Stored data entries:
· · · · · · ·
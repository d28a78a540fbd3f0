use std::env;
use std::fs::{self, File};
use std::io::Write;
use std::time::Instant;

use anyhow::{bail, Context, Result};
use bumpalo::Bump;
use pprof::protos::Message;
use puppet_parser::parser::parse_str;

fn main() -> Result<()> {
    let args: Vec<String> = env::args().collect();
    if args.len() < 2 {
        bail!("usage: {} <file>", args[0]);
    }

    let path = &args[1];
    let code = fs::read_to_string(path).with_context(|| format!("failed to read {path}"))?;

    println!("Benchmarking: {}", path);
    println!("File size: {:.2} KB", code.len() as f64 / 1024.0);

    println!("Warming up...");
    for _ in 0..50 {
        let bump = Bump::new();
        let _ = parse_str(&code, &bump);
    }

    let iterations = 200;
    println!("Running {} iterations...", iterations);

    let guard = pprof::ProfilerGuardBuilder::default()
        .frequency(1000)
        .blocklist(&["libc", "libgcc", "pthread", "vdso"])
        .build()
        .context("failed to start profiler")?;

    let start = Instant::now();
    let mut nodes = 0;
    for _ in 0..iterations {
        let bump = Bump::new();
        nodes = parse_str(&code, &bump).tree.len();
    }
    let duration = start.elapsed();

    if let Ok(report) = guard.report().build() {
        let profile = report.pprof().context("failed to encode profile")?;
        let mut content = Vec::new();
        profile.write_to_vec(&mut content).context("failed to encode profile")?;
        File::create("profile.pb")?.write_all(&content)?;
        println!("Profile written to profile.pb");

        report.flamegraph(File::create("flamegraph.svg")?)?;
        println!("Flamegraph written to flamegraph.svg");
    }

    let avg_time = duration / iterations as u32;
    let throughput = (code.len() as f64 * iterations as f64) / duration.as_secs_f64() / 1_024.0 / 1_024.0;

    println!("Nodes: {}", nodes);
    println!("Total time: {:?}", duration);
    println!("Average time: {:?}", avg_time);
    println!("Throughput: {:.2} MB/s", throughput);
    Ok(())
}
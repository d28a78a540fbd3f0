use serde::Serialize;

use crate::span::Span;

#[derive(Debug, Clone, Copy, PartialEq, Eq, Serialize)]
pub struct Token {
    pub kind: TokenKind,
    pub span: Span,
    pub part: Part,
    /// Shared spelling for tokens whose text is the constant spelling of their kind.
    pub text: Option<&'static str>,
}

impl Token {
    pub fn is_trivia(&self) -> bool {
        self.kind.is_trivia()
    }

    pub fn is_complete(&self) -> bool {
        self.part == Part::Complete
    }
}

/// Whether a token is whole or the start of a literal cut short by a newline or end of input.
#[derive(Debug, Clone, Copy, PartialEq, Eq, Default, Serialize)]
pub enum Part {
    #[default]
    Complete,
    Start,
}

#[derive(Debug, Clone, Copy, PartialEq, Eq, Hash, Serialize)]
pub enum TokenKind {
    // Literals
    IntLiteral,
    StringLiteral,
    RegexpLiteral,

    // Trivia
    Whitespace,
    LineComment, // # ...
    BlockComment, // /* ... */

    Identifier,
    Variable,

    // Keywords
    Absent, Case, Class, Default, Define, Else, Elsif, False, If, Import, Inherits,
    Node, Nil, Present, True, Undef, Unless,

    // Text operators
    And, Or,

    // Built-ins callable without parentheses
    Contain, Debug, Err, Fail, Include, Notice, Realize, Require, Tag, Warning,

    // Separators
    LParen, RParen, LBracket, RBracket, LBrace, RBrace,
    Comma, Colon, Semicolon, Dot, Question,

    // Operators
    Equals, // =
    FatArrow, // =>
    EqEq, // ==
    Match, // =~
    Bang, // !
    NotEq, // !=
    NotMatch, // !~
    Gt, GtEq, Shr,
    Lt, LtEq, Shl,
    LCollector, // <|
    LExportCollector, // <<|
    RCollector, // |>
    RExportCollector, // |>>
    Pipe,
    Minus,
    OrderArrow, // ->
    Tilde,
    NotifyArrow, // ~>
    Plus, Star, Percent,

    Error,
}

#[derive(Debug, Clone, Copy, PartialEq, Eq, Serialize)]
pub enum Category {
    Literal,
    Whitespace,
    Comment,
    Identifier,
    Variable,
    Keyword,
    Function,
    Separator,
    Operator,
    Error,
}

impl TokenKind {
    pub fn category(self) -> Category {
        use TokenKind::*;
        match self {
            IntLiteral | StringLiteral | RegexpLiteral => Category::Literal,
            Whitespace => Category::Whitespace,
            LineComment | BlockComment => Category::Comment,
            Identifier => Category::Identifier,
            Variable => Category::Variable,
            Absent | Case | Class | Default | Define | Else | Elsif | False | If | Import
            | Inherits | Node | Nil | Present | True | Undef | Unless => Category::Keyword,
            Contain | Debug | Err | Fail | Include | Notice | Realize | Require | Tag
            | Warning => Category::Function,
            LParen | RParen | LBracket | RBracket | LBrace | RBrace | Comma | Colon
            | Semicolon | Dot | Question => Category::Separator,
            And | Or | Equals | FatArrow | EqEq | Match | Bang | NotEq | NotMatch | Gt | GtEq
            | Shr | Lt | LtEq | Shl | LCollector | LExportCollector | RCollector
            | RExportCollector | Pipe | Minus | OrderArrow | Tilde | NotifyArrow | Plus | Star
            | Percent => Category::Operator,
            Error => Category::Error,
        }
    }

    pub fn is_trivia(self) -> bool {
        matches!(self, TokenKind::Whitespace | TokenKind::LineComment | TokenKind::BlockComment)
    }

    pub fn is_function(self) -> bool {
        self.category() == Category::Function
    }

    /// The constant spelling of fixed-text kinds.
    pub fn fixed_text(self) -> Option<&'static str> {
        use TokenKind::*;
        let text = match self {
            Absent => "absent",
            Case => "case",
            Class => "class",
            Default => "default",
            Define => "define",
            Else => "else",
            Elsif => "elsif",
            False => "false",
            If => "if",
            Import => "import",
            Inherits => "inherits",
            Node => "node",
            Nil => "nil",
            Present => "present",
            True => "true",
            Undef => "undef",
            Unless => "unless",
            And => "and",
            Or => "or",
            Contain => "contain",
            Debug => "debug",
            Err => "err",
            Fail => "fail",
            Include => "include",
            Notice => "notice",
            Realize => "realize",
            Require => "require",
            Tag => "tag",
            Warning => "warning",
            LParen => "(",
            RParen => ")",
            LBracket => "[",
            RBracket => "]",
            LBrace => "{",
            RBrace => "}",
            Comma => ",",
            Colon => ":",
            Semicolon => ";",
            Dot => ".",
            Question => "?",
            Equals => "=",
            FatArrow => "=>",
            EqEq => "==",
            Match => "=~",
            Bang => "!",
            NotEq => "!=",
            NotMatch => "!~",
            Gt => ">",
            GtEq => ">=",
            Shr => ">>",
            Lt => "<",
            LtEq => "<=",
            Shl => "<<",
            LCollector => "<|",
            LExportCollector => "<<|",
            RCollector => "|>",
            RExportCollector => "|>>",
            Pipe => "|",
            Minus => "-",
            OrderArrow => "->",
            Tilde => "~",
            NotifyArrow => "~>",
            Plus => "+",
            Star => "*",
            Percent => "%",
            IntLiteral | StringLiteral | RegexpLiteral | Whitespace | LineComment
            | BlockComment | Identifier | Variable | Error => return None,
        };
        Some(text)
    }
}
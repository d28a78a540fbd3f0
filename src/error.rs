use thiserror::Error;

/// Why a parse stopped before the end of the document.
///
/// The tree built up to that point is still well-formed, just partial.
#[derive(Debug, Clone, Copy, PartialEq, Eq, Error)]
pub enum Interrupted {
    #[error("parse cancelled")]
    Cancelled,
    #[error("source changed while parsing")]
    SourceChanged,
}
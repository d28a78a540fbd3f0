//! Tolerant Puppet parser.
//!
//! Only declarations get real structure. Everything else is walked by
//! [`Parser::fast_forward`], which records a blob for the scanned region and
//! picks out the pieces an editor cares about (variables, strings, calls,
//! resources, nested declarations) as the blob's children.

pub mod stream;

use bumpalo::Bump;
use tracing::{debug, info, trace};

use crate::ast::{CaseArm, NodeData, NodeId, Tree};
use crate::cancel::CancellationToken;
use crate::error::Interrupted;
use crate::lexer::token::{Token, TokenKind};
use stream::{TokenSource, TokenStream};

/// Type recorded for a parameter declared without one.
pub const ANY_TYPE: &str = "Any";

/// Result of one parse. `status` is an error when the parse stopped early; the
/// tree then covers only the statements read so far.
#[derive(Debug)]
pub struct Manifest<'ast> {
    pub tree: Tree<'ast>,
    pub status: Result<(), Interrupted>,
}

impl Manifest<'_> {
    pub fn is_partial(&self) -> bool {
        self.status.is_err()
    }
}

/// Parses a whole snapshot in one go.
pub fn parse_str<'ast>(source: &str, arena: &'ast Bump) -> Manifest<'ast> {
    Parser::new(TokenStream::new(source), arena).parse_manifest()
}

#[derive(Debug, Default, Clone, Copy)]
struct Depth {
    brace: u32,
    bracket: u32,
    paren: u32,
}

impl Depth {
    fn is_top(&self) -> bool {
        self.brace == 0 && self.bracket == 0 && self.paren == 0
    }

    /// Closers without a matching opener leave their counter at zero.
    fn track(&mut self, kind: TokenKind) {
        match kind {
            TokenKind::LBrace => self.brace += 1,
            TokenKind::RBrace => self.brace = self.brace.saturating_sub(1),
            TokenKind::LBracket => self.bracket += 1,
            TokenKind::RBracket => self.bracket = self.bracket.saturating_sub(1),
            TokenKind::LParen => self.paren += 1,
            TokenKind::RParen => self.paren = self.paren.saturating_sub(1),
            _ => {}
        }
    }
}

/// How far [`Parser::parse_resource`] got.
enum ResourceOutcome {
    /// The body was read through its closing brace.
    Complete,
    /// The opening brace was consumed but the body was not; the cursor is on the
    /// first token the resource could not use.
    Abandoned,
}

pub struct Parser<'src, 'ast, S: TokenSource<'src>> {
    tokens: S,
    source: &'src str,
    arena: &'ast Bump,
    tree: Tree<'ast>,
    cancel: CancellationToken,
}
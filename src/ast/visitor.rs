use crate::ast::{NodeId, Tree};

/// Depth-first traversal over a [`Tree`]. Override `visit_node` and call
/// [`walk_node`] to keep descending.
pub trait Visitor<'ast> {
    fn visit_tree(&mut self, tree: &Tree<'ast>) {
        self.visit_node(tree, tree.root());
    }

    fn visit_node(&mut self, tree: &Tree<'ast>, id: NodeId) {
        walk_node(self, tree, id);
    }
}

pub fn walk_node<'ast, V: Visitor<'ast> + ?Sized>(visitor: &mut V, tree: &Tree<'ast>, id: NodeId) {
    for &child in tree.children(id) {
        visitor.visit_node(tree, child);
    }
}
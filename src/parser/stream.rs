use crate::lexer::Lexer;
use crate::lexer::token::Token;

/// Bidirectional cursor over the tokens of one source snapshot, trivia included.
///
/// The cursor sits before the first token, on a token, or past the last one.
pub trait TokenSource<'src> {
    /// The snapshot the tokens were lexed from.
    fn source(&self) -> &'src str;
    /// Moves before the first token.
    fn move_start(&mut self);
    /// Advances one token. Returns `false`, leaving the cursor past the end, when none is left.
    fn move_next(&mut self) -> bool;
    /// Steps back one token. Returns `false` when already before the first.
    fn move_previous(&mut self) -> bool;
    fn token(&self) -> Option<Token>;
    /// Start of the current token, or the end of the source when past the last one.
    fn offset(&self) -> usize;
    /// `false` once the backing document changed under the cursor.
    fn is_valid(&self) -> bool {
        true
    }
}

/// Token source over an eagerly lexed snapshot.
#[derive(Debug, Clone)]
pub struct TokenStream<'src> {
    source: &'src str,
    tokens: Vec<Token>,
    // 0 is before the first token, `i + 1` is on token `i`.
    position: usize,
}

impl<'src> TokenStream<'src> {
    pub fn new(source: &'src str) -> Self {
        Self::from_tokens(source, Lexer::tokenize(source))
    }

    pub fn from_tokens(source: &'src str, tokens: Vec<Token>) -> Self {
        Self { source, tokens, position: 0 }
    }
}

impl<'src> TokenSource<'src> for TokenStream<'src> {
    fn source(&self) -> &'src str {
        self.source
    }

    fn move_start(&mut self) {
        self.position = 0;
    }

    fn move_next(&mut self) -> bool {
        if self.position > self.tokens.len() {
            return false;
        }
        self.position += 1;
        self.position <= self.tokens.len()
    }

    fn move_previous(&mut self) -> bool {
        if self.position <= 1 {
            self.position = 0;
            return false;
        }
        self.position -= 1;
        true
    }

    fn token(&self) -> Option<Token> {
        self.position
            .checked_sub(1)
            .and_then(|i| self.tokens.get(i))
            .copied()
    }

    fn offset(&self) -> usize {
        match self.position {
            0 => 0,
            p => self.tokens.get(p - 1).map_or(self.source.len(), |t| t.span.start),
        }
    }
}
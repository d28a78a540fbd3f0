use bumpalo::Bump;
use puppet_parser::ast::{NodeData, NodeKind};
use puppet_parser::parser::parse_str;

fn kinds_below_root(code: &str) -> Vec<NodeKind> {
    let arena = Bump::new();
    let manifest = parse_str(code, &arena);
    assert!(manifest.status.is_ok());
    let tree = &manifest.tree;
    tree.descendants(tree.root()).into_iter().map(|id| tree.kind(id)).collect()
}

#[test]
fn test_unclosed_bracket_runs_to_end_of_input() {
    let code = "class a { $x = [1, 2 }\nclass b { }\n";
    let arena = Bump::new();
    let manifest = parse_str(code, &arena);
    let tree = &manifest.tree;
    let class = tree.children(tree.root())[0];
    assert_eq!(tree.children(tree.root()).len(), 1);
    assert_eq!(tree.end(class), code.len());
}

#[test]
fn test_missing_class_body() {
    let code = "class a inherits\nclass b { $y = 1 }";
    let arena = Bump::new();
    let manifest = parse_str(code, &arena);
    let tree = &manifest.tree;
    let classes: Vec<_> = tree.children(tree.root()).iter().map(|&c| tree.name(c)).collect();
    assert_eq!(classes, [Some("a"), Some("b")]);
    let NodeData::ClassDecl { inherits, body, .. } = *tree.data(tree.children(tree.root())[0]) else {
        panic!("expected a class");
    };
    assert_eq!((inherits, body), (None, None));
}

#[test]
fn test_stray_closer_does_not_swallow_later_declarations() {
    for code in ["class a { foo) }\nclass b { $x = 1 }\n", "class a { $y = 1] }\nclass b { $x = 1 }\n"] {
        let arena = Bump::new();
        let manifest = parse_str(code, &arena);
        let tree = &manifest.tree;
        let classes: Vec<_> = tree.children(tree.root()).iter().map(|&c| tree.name(c)).collect();
        assert_eq!(classes, [Some("a"), Some("b")], "{code}");

        let first = tree.children(tree.root())[0];
        assert_eq!(tree.end(first), code.find('}').expect("first close") + 1);
        let NodeData::ClassDecl { body: Some(body), .. } = *tree.data(tree.children(tree.root())[1]) else {
            panic!("expected a class with a body");
        };
        let bindings: Vec<_> = tree.children(body).iter().filter_map(|&c| tree.name(c)).collect();
        assert_eq!(bindings, ["$x"]);
    }
}

#[test]
fn test_resource_without_colon_keeps_title() {
    let code = "class a { file { '/x' ensure => present } $z = 1 }";
    let arena = Bump::new();
    let manifest = parse_str(code, &arena);
    let tree = &manifest.tree;
    let NodeData::ClassDecl { body: Some(body), .. } = *tree.data(tree.children(tree.root())[0]) else {
        panic!("expected a class with a body");
    };
    let kinds: Vec<_> = tree.children(body).iter().map(|&c| tree.kind(c)).collect();
    assert_eq!(kinds, [NodeKind::StringLiteral, NodeKind::VariableDefinition]);
    assert_eq!(tree.end(body), code.len());
}

#[test]
fn test_resource_without_title() {
    let kinds = kinds_below_root("class a { file { } $z = 1 }");
    assert!(!kinds.contains(&NodeKind::Resource));
    assert!(kinds.contains(&NodeKind::VariableDefinition));
}

#[test]
fn test_malformed_class_reference_abandons_list() {
    let code = "class a { include Class[$name], other $y = 1 }";
    let arena = Bump::new();
    let manifest = parse_str(code, &arena);
    let tree = &manifest.tree;
    let descendants = tree.descendants(tree.root());
    let call = descendants
        .iter()
        .copied()
        .find(|&id| tree.kind(id) == NodeKind::FunctionCall)
        .expect("include call");
    assert!(tree.children(call).is_empty());
    let definitions: Vec<_> = descendants
        .iter()
        .copied()
        .filter(|&id| tree.kind(id) == NodeKind::VariableDefinition)
        .filter_map(|id| tree.name(id))
        .collect();
    assert_eq!(definitions, ["$y"]);
}

#[test]
fn test_unterminated_string_inside_class() {
    let kinds = kinds_below_root("class a {\n  $x = \"abc\n  $y = 2\n}\n");
    assert_eq!(
        kinds,
        [
            NodeKind::ClassDecl,
            NodeKind::Identifier,
            NodeKind::Blob,
            NodeKind::VariableDefinition,
            NodeKind::StringLiteral,
            NodeKind::VariableDefinition,
        ]
    );
}

#[test]
fn test_else_without_body() {
    let kinds = kinds_below_root("class a { if $x { } else $y = 1 }");
    assert!(kinds.contains(&NodeKind::Condition));
    assert!(kinds.contains(&NodeKind::VariableDefinition));
}

#[test]
fn test_truncated_inputs_never_panic() {
    let code = "class a ($p = 1) inherits b { case $x { 'a': { file { ['t']: mode => \"${m}\" } } } \
                if $y { } elsif $z { } else { include Class['c'] } }\n\
                define d { notice($q.foo(1)) }\nnode 'n' { class { 'k': } }\n";
    for end in 0..=code.len() {
        let arena = Bump::new();
        let manifest = parse_str(&code[..end], &arena);
        assert!(manifest.status.is_ok());
        assert_eq!(manifest.tree.end(manifest.tree.root()), end);
    }
}

#[test]
fn test_empty_and_garbage_input() {
    assert!(kinds_below_root("").is_empty());
    assert!(kinds_below_root("@@@ } ) ] \\u12").is_empty());
}
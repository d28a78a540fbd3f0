pub mod locator;
pub mod sexpr;
pub mod visitor;

use serde::Serialize;

use crate::span::Span;

/// Index of a node in its [`Tree`]. Parents are referenced by id, never owned.
#[derive(Debug, Clone, Copy, PartialEq, Eq, Hash, PartialOrd, Ord, Serialize)]
pub struct NodeId(u32);

impl NodeId {
    pub fn index(self) -> usize {
        self.0 as usize
    }
}

#[derive(Debug, Clone, Copy, PartialEq, Eq, Hash, Serialize)]
pub enum NodeKind {
    Root,
    Blob,
    Identifier,
    Variable,
    VariableDefinition,
    StringLiteral,
    ClassRef,
    TypeReference,
    FunctionCall,
    Resource,
    ResourceAttribute,
    ClassDecl,
    NodeDecl,
    DefineDecl,
    CaseStmt,
    Condition,
    ClassParam,
}

#[derive(Debug, Clone, Copy, PartialEq, Eq, Serialize)]
pub struct CaseArm {
    pub matcher: NodeId,
    pub body: NodeId,
}

/// Per-kind payload. Fields holding a [`NodeId`] always point at a child of the node.
#[derive(Debug, Clone, PartialEq, Eq, Serialize)]
pub enum NodeData<'ast> {
    Root,
    /// Unclassified token span; recognized sub-elements are its children.
    Blob,
    Identifier { name: &'ast str },
    /// Variable usage.
    Variable { name: &'ast str },
    /// Variable binding, `$x = ...` or a parameter.
    VariableDefinition { name: &'ast str },
    /// Unquoted literal text; `${var}` interpolations are `Variable` children.
    StringLiteral { value: &'ast str },
    ClassRef { name: Option<NodeId> },
    TypeReference { name: &'ast str },
    FunctionCall { name: &'ast str },
    Resource { resource_type: &'ast str, title: Option<NodeId> },
    ResourceAttribute { name: &'ast str, value: Option<NodeId> },
    ClassDecl { name: Option<NodeId>, inherits: Option<NodeId>, body: Option<NodeId> },
    /// Node names are kept as raw token text, quotes included.
    NodeDecl { names: &'ast [&'ast str], body: Option<NodeId> },
    DefineDecl { name: &'ast str, body: Option<NodeId> },
    CaseStmt { control: Option<NodeId>, arms: Vec<CaseArm> },
    /// `if`, or `unless` when `negated`. An `elsif` is a nested condition in `otherwise`.
    Condition {
        negated: bool,
        condition: Option<NodeId>,
        consequence: Option<NodeId>,
        otherwise: Option<NodeId>,
    },
    ClassParam { type_name: &'ast str, variable: Option<NodeId>, default: Option<NodeId> },
}

impl NodeData<'_> {
    pub fn kind(&self) -> NodeKind {
        match self {
            NodeData::Root => NodeKind::Root,
            NodeData::Blob => NodeKind::Blob,
            NodeData::Identifier { .. } => NodeKind::Identifier,
            NodeData::Variable { .. } => NodeKind::Variable,
            NodeData::VariableDefinition { .. } => NodeKind::VariableDefinition,
            NodeData::StringLiteral { .. } => NodeKind::StringLiteral,
            NodeData::ClassRef { .. } => NodeKind::ClassRef,
            NodeData::TypeReference { .. } => NodeKind::TypeReference,
            NodeData::FunctionCall { .. } => NodeKind::FunctionCall,
            NodeData::Resource { .. } => NodeKind::Resource,
            NodeData::ResourceAttribute { .. } => NodeKind::ResourceAttribute,
            NodeData::ClassDecl { .. } => NodeKind::ClassDecl,
            NodeData::NodeDecl { .. } => NodeKind::NodeDecl,
            NodeData::DefineDecl { .. } => NodeKind::DefineDecl,
            NodeData::CaseStmt { .. } => NodeKind::CaseStmt,
            NodeData::Condition { .. } => NodeKind::Condition,
            NodeData::ClassParam { .. } => NodeKind::ClassParam,
        }
    }
}

#[derive(Debug, Clone, Serialize)]
pub struct Node<'ast> {
    pub data: NodeData<'ast>,
    start: usize,
    end: usize,
    parent: Option<NodeId>,
    children: Vec<NodeId>,
}

/// Arena of nodes built by one forward pass. Node 0 is the root and spans the input.
#[derive(Debug, Clone, Serialize)]
pub struct Tree<'ast> {
    nodes: Vec<Node<'ast>>,
}

impl<'ast> Tree<'ast> {
    pub fn new(len: usize) -> Self {
        Self {
            nodes: vec![Node {
                data: NodeData::Root,
                start: 0,
                end: len,
                parent: None,
                children: Vec::new(),
            }],
        }
    }

    pub fn root(&self) -> NodeId {
        NodeId(0)
    }

    pub fn len(&self) -> usize {
        self.nodes.len()
    }

    pub fn is_empty(&self) -> bool {
        self.nodes.len() == 1
    }

    pub fn node(&self, id: NodeId) -> &Node<'ast> {
        &self.nodes[id.index()]
    }

    pub fn data(&self, id: NodeId) -> &NodeData<'ast> {
        &self.node(id).data
    }

    pub fn kind(&self, id: NodeId) -> NodeKind {
        self.data(id).kind()
    }

    pub fn parent(&self, id: NodeId) -> Option<NodeId> {
        self.node(id).parent
    }

    pub fn children(&self, id: NodeId) -> &[NodeId] {
        &self.node(id).children
    }

    pub fn start(&self, id: NodeId) -> usize {
        self.node(id).start
    }

    pub fn end(&self, id: NodeId) -> usize {
        self.node(id).end
    }

    pub fn span(&self, id: NodeId) -> Span {
        Span::new(self.start(id), self.end(id))
    }

    pub fn children_of_kind(&self, id: NodeId, kind: NodeKind) -> impl Iterator<Item = NodeId> + '_ {
        self.children(id).iter().copied().filter(move |&c| self.kind(c) == kind)
    }

    /// All nodes below `id` in source order.
    pub fn descendants(&self, id: NodeId) -> Vec<NodeId> {
        let mut out = Vec::new();
        let mut stack: Vec<NodeId> = self.children(id).iter().rev().copied().collect();
        while let Some(next) = stack.pop() {
            out.push(next);
            stack.extend(self.children(next).iter().rev().copied());
        }
        out
    }

    /// Name of a declaration, reference, call or binding, where the kind has one.
    pub fn name(&self, id: NodeId) -> Option<&'ast str> {
        match *self.data(id) {
            NodeData::Identifier { name }
            | NodeData::Variable { name }
            | NodeData::VariableDefinition { name }
            | NodeData::TypeReference { name }
            | NodeData::FunctionCall { name }
            | NodeData::ResourceAttribute { name, .. }
            | NodeData::DefineDecl { name, .. } => Some(name),
            NodeData::ClassRef { name } | NodeData::ClassDecl { name, .. } => {
                name.and_then(|n| self.name(n))
            }
            _ => None,
        }
    }

    pub fn params(&self, id: NodeId) -> impl Iterator<Item = NodeId> + '_ {
        self.children_of_kind(id, NodeKind::ClassParam)
    }

    pub fn attributes(&self, id: NodeId) -> impl Iterator<Item = NodeId> + '_ {
        self.children_of_kind(id, NodeKind::ResourceAttribute)
    }

    /// Adds a node under `parent`, keeping siblings ordered by start offset.
    /// `end` is a lower bound; [`Tree::seal`] widens it to cover the children.
    pub(crate) fn add(&mut self, parent: NodeId, start: usize, end: usize, data: NodeData<'ast>) -> NodeId {
        let id = NodeId(self.nodes.len() as u32);
        self.nodes.push(Node {
            data,
            start,
            end: end.max(start),
            parent: None,
            children: Vec::new(),
        });
        self.attach(parent, id);
        id
    }

    fn attach(&mut self, parent: NodeId, child: NodeId) {
        let start = self.start(child);
        let siblings = &self.nodes[parent.index()].children;
        let at = siblings.partition_point(|&s| self.nodes[s.index()].start <= start);
        self.nodes[parent.index()].children.insert(at, child);
        self.nodes[child.index()].parent = Some(parent);
    }

    /// Moves `child` under `new_parent`, updating both sides.
    pub(crate) fn reparent(&mut self, child: NodeId, new_parent: NodeId) {
        debug_assert_ne!(child, self.root(), "the root cannot be re-parented");
        if let Some(old) = self.parent(child) {
            let siblings = &mut self.nodes[old.index()].children;
            let before = siblings.len();
            siblings.retain(|&s| s != child);
            debug_assert_eq!(siblings.len() + 1, before, "child missing from its parent");
        }
        self.attach(new_parent, child);
    }

    pub(crate) fn data_mut(&mut self, id: NodeId) -> &mut NodeData<'ast> {
        &mut self.nodes[id.index()].data
    }

    pub(crate) fn set_end(&mut self, id: NodeId, end: usize) {
        let node = &mut self.nodes[id.index()];
        node.end = node.end.max(end);
    }

    /// Widens every end offset to cover its children. Runs once, after the pass.
    pub(crate) fn seal(&mut self) {
        let mut order = Vec::with_capacity(self.nodes.len());
        let mut stack = vec![self.root()];
        while let Some(id) = stack.pop() {
            order.push(id);
            stack.extend(self.children(id).iter().copied());
        }
        for &id in order.iter().rev() {
            let children_end = self.children(id).iter().map(|&c| self.end(c)).max();
            if let Some(children_end) = children_end {
                self.set_end(id, children_end);
            }
        }
    }
}

#[cfg(test)]
mod tests {
    use super::*;

    #[test]
    fn siblings_stay_in_source_order() {
        let mut tree = Tree::new(20);
        let root = tree.root();
        let late = tree.add(root, 10, 12, NodeData::Blob);
        let early = tree.add(root, 2, 4, NodeData::Blob);
        assert_eq!(tree.children(root), &[early, late]);
        assert_eq!(tree.parent(early), Some(root));
    }

    #[test]
    fn reparent_updates_both_sides() {
        let mut tree = Tree::new(20);
        let root = tree.root();
        let title = tree.add(root, 5, 8, NodeData::StringLiteral { value: "a" });
        let resource = tree.add(root, 0, 0, NodeData::Resource { resource_type: "file", title: None });
        tree.reparent(title, resource);
        assert_eq!(tree.children(root), &[resource]);
        assert_eq!(tree.children(resource), &[title]);
        assert_eq!(tree.parent(title), Some(resource));
    }

    #[test]
    fn seal_widens_ends_to_children() {
        let mut tree = Tree::new(30);
        let root = tree.root();
        let class = tree.add(root, 0, 0, NodeData::ClassDecl { name: None, inherits: None, body: None });
        let body = tree.add(class, 8, 20, NodeData::Blob);
        tree.add(body, 10, 12, NodeData::Variable { name: "$x" });
        tree.seal();
        assert_eq!(tree.span(class), Span::new(0, 20));
        assert_eq!(tree.end(root), 30);
    }
}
· · · · · · ·
▶ _Assigned task_: Copy the lines of the data above exactly as written, beginning with the line containing "siblings.retain(|&s| s != child);" and ending with the line containing "let mut tree = Tree::new(30);", and leave out all other lines.

▶ _Your solution_:
            siblings.retain(|&s| s != child);
            debug_assert_eq!(siblings.len() + 1, before, "child missing from its parent");
        }
        self.attach(new_parent, child);
    }

    pub(crate) fn data_mut(&mut self, id: NodeId) -> &mut NodeData<'ast> {
        &mut self.nodes[id.index()].data
    }

    pub(crate) fn set_end(&mut self, id: NodeId, end: usize) {
        let node = &mut self.nodes[id.index()];
        node.end = node.end.max(end);
    }

    /// Widens every end offset to cover its children. Runs once, after the pass.
    pub(crate) fn seal(&mut self) {
        let mut order = Vec::with_capacity(self.nodes.len());
        let mut stack = vec![self.root()];
        while let Some(id) = stack.pop() {
            order.push(id);
            stack.extend(self.children(id).iter().copied());
        }
        for &id in order.iter().rev() {
            let children_end = self.children(id).iter().map(|&c| self.end(c)).max();
            if let Some(children_end) = children_end {
                self.set_end(id, children_end);
            }
        }
    }
}

#[cfg(test)]
mod tests {
    use super::*;

    #[test]
    fn siblings_stay_in_source_order() {
        let mut tree = Tree::new(20);
        let root = tree.root();
        let late = tree.add(root, 10, 12, NodeData::Blob);
        let early = tree.add(root, 2, 4, NodeData::Blob);
        assert_eq!(tree.children(root), &[early, late]);
        assert_eq!(tree.parent(early), Some(root));
    }

    #[test]
    fn reparent_updates_both_sides() {
        let mut tree = Tree::new(20);
        let root = tree.root();
        let title = tree.add(root, 5, 8, NodeData::StringLiteral { value: "a" });
        let resource = tree.add(root, 0, 0, NodeData::Resource { resource_type: "file", title: None });
        tree.reparent(title, resource);
        assert_eq!(tree.children(root), &[resource]);
        assert_eq!(tree.children(resource), &[title]);
        assert_eq!(tree.parent(title), Some(resource));
    }

    #[test]
    fn seal_widens_ends_to_children() {
        let mut tree = Tree::new(30);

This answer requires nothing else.